▸ **WHAT NEEDS TO BE DONE**:
Those lines of the material below that fall between its first line and the line with "use std::collections::HashSet;", both included, are to be repeated exactly.

# # # # # # #

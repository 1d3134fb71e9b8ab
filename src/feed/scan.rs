// This Source Code Form is subject to the terms of the Mozilla Public
// License, v. 2.0. If a copy of the MPL was not distributed with this
// file, You can obtain one at https://mozilla.org/MPL/2.0/.

use std::borrow::Cow;
use std::collections::HashSet;
use std::io::BufRead;

use quick_xml::Reader;
use quick_xml::events::{BytesStart, BytesText, Event};

use crate::error::FeedError;

/// A feed entry with a downloadable enclosure
#[derive(Debug, Clone, PartialEq, Eq)]
pub struct Item {
    /// Stable identifier: the `<guid>` if present, else the enclosure URL
    pub guid: String,
    /// Enclosure or media URL
    pub url: String,
    /// Display title, possibly empty
    pub title: String,
}

/// Element whose character data is currently being captured
#[derive(Debug, Clone, Copy, PartialEq, Eq)]
enum Capture {
    Title,
    Guid,
}

/// Accumulated fields of the item container currently open
#[derive(Debug, Default)]
struct Pending {
    guid: Option<String>,
    title: String,
    url: Option<String>,
}

/// Scan state carried across tokens
#[derive(Debug, Default)]
struct Scanner {
    in_item: bool,
    capture: Option<Capture>,
    text: String,
    pending: Pending,
    seen_urls: HashSet<String>,
    items: Vec<Item>,
}

impl Scanner {
    fn start(&mut self, element: &BytesStart<'_>) {
        let name = element.name();
        let local = element.local_name();

        match local.as_ref() {
            b"item" | b"entry" => {
                // An unclosed previous item ends where the next one begins
                if self.in_item {
                    self.close_item();
                }
                self.in_item = true;
                self.pending = Pending::default();
                self.capture = None;
            }
            _ if name.as_ref() == b"title" => self.begin_capture(Capture::Title),
            b"guid" => self.begin_capture(Capture::Guid),
            b"id" if self.in_item && name.as_ref() == b"id" => self.begin_capture(Capture::Guid),
            _ => {}
        }

        if is_enclosure(element) {
            self.enclosure(element);
        }
    }

    fn empty(&mut self, element: &BytesStart<'_>) {
        if is_enclosure(element) {
            self.enclosure(element);
        }
    }

    fn end(&mut self, local: &[u8]) {
        match (local, self.capture) {
            (b"title", Some(Capture::Title)) => {
                self.pending.title = self.text.trim().to_string();
                self.capture = None;
            }
            (b"guid" | b"id", Some(Capture::Guid)) => {
                let guid = self.text.trim();
                self.pending.guid = (!guid.is_empty()).then(|| guid.to_string());
                self.capture = None;
            }
            (b"item" | b"entry", _) if self.in_item => self.close_item(),
            _ => {}
        }
    }

    fn text(&mut self, text: &str) {
        if self.capture.is_some() {
            self.text.push_str(text);
        }
    }

    fn begin_capture(&mut self, capture: Capture) {
        self.capture = Some(capture);
        self.text.clear();
    }

    fn enclosure(&mut self, element: &BytesStart<'_>) {
        let Some(url) = url_attribute(element) else {
            return;
        };

        if self.in_item {
            // An earlier item's URL must not shadow a new one in this item
            if self.pending.url.is_none() && !self.seen_urls.contains(&url) {
                self.pending.url = Some(url);
            }
        } else {
            // Flat feed: the enclosure itself closes the implicit item
            let title = std::mem::take(&mut self.pending.title);
            let guid = self.pending.guid.take();
            self.emit(guid, url, title);
        }
    }

    fn close_item(&mut self) {
        let pending = std::mem::take(&mut self.pending);
        self.in_item = false;
        self.capture = None;

        if let Some(url) = pending.url {
            self.emit(pending.guid, url, pending.title);
        }
    }

    fn emit(&mut self, guid: Option<String>, url: String, title: String) {
        if !self.seen_urls.insert(url.clone()) {
            return;
        }
        self.items.push(Item {
            guid: guid.unwrap_or_else(|| url.clone()),
            url,
            title,
        });
    }

    fn finish(mut self) -> Vec<Item> {
        if self.in_item {
            self.close_item();
        }
        self.items
    }
}

fn is_enclosure(element: &BytesStart<'_>) -> bool {
    matches!(element.name().as_ref(), b"enclosure" | b"media:content")
}

fn url_attribute(element: &BytesStart<'_>) -> Option<String> {
    element
        .html_attributes()
        .with_checks(false)
        .flatten()
        .find(|attr| attr.key.local_name().as_ref() == b"url")
        .map(|attr| match attr.unescape_value() {
            Ok(value) => value.trim().to_string(),
            Err(_) => String::from_utf8_lossy(&attr.value).trim().to_string(),
        })
        .filter(|url| !url.is_empty())
}

/// Decode text leniently: unknown entities or stray `&` keep the raw text
fn decode_text<'a>(text: &'a BytesText<'a>) -> Cow<'a, str> {
    text.unescape()
        .unwrap_or_else(|_| String::from_utf8_lossy(text))
}

/// Scan feed XML into items in document order
///
/// The scan is deliberately permissive: mismatched end tags, unknown
/// entities, unquoted attributes and truncated documents are tolerated.
/// Items are deduplicated by URL; the first occurrence wins.
pub fn scan_items<R: BufRead>(source: R) -> Result<Vec<Item>, FeedError> {
    let mut reader = Reader::from_reader(source);
    let config = reader.config_mut();
    config.check_end_names = false;
    config.allow_unmatched_ends = true;

    let mut scanner = Scanner::default();
    let mut buf = Vec::new();

    loop {
        match reader.read_event_into(&mut buf) {
            Ok(Event::Start(element)) => scanner.start(&element),
            Ok(Event::Empty(element)) => scanner.empty(&element),
            Ok(Event::End(element)) => scanner.end(element.local_name().as_ref()),
            Ok(Event::Text(text)) => scanner.text(&decode_text(&text)),
            Ok(Event::CData(data)) => scanner.text(&String::from_utf8_lossy(&data)),
            Ok(Event::Eof) => break,
            Ok(_) => {}
            Err(source) => {
                return Err(FeedError::ParseFailed {
                    position: reader.error_position(),
                    source,
                });
            }
        }
        buf.clear();
    }

    Ok(scanner.finish())
}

# # # # # # #

▸ **RESPONSE FOR THIS EXERCISE**:
repository 1d3134fb71e9b8ab
filename src/feed/scan.rs
// This Source Code Form is subject to the terms of the Mozilla Public
// License, v. 2.0. If a copy of the MPL was not distributed with this
// file, You can obtain one at https://mozilla.org/MPL/2.0/.

use std::borrow::Cow;
use std::collections::HashSet;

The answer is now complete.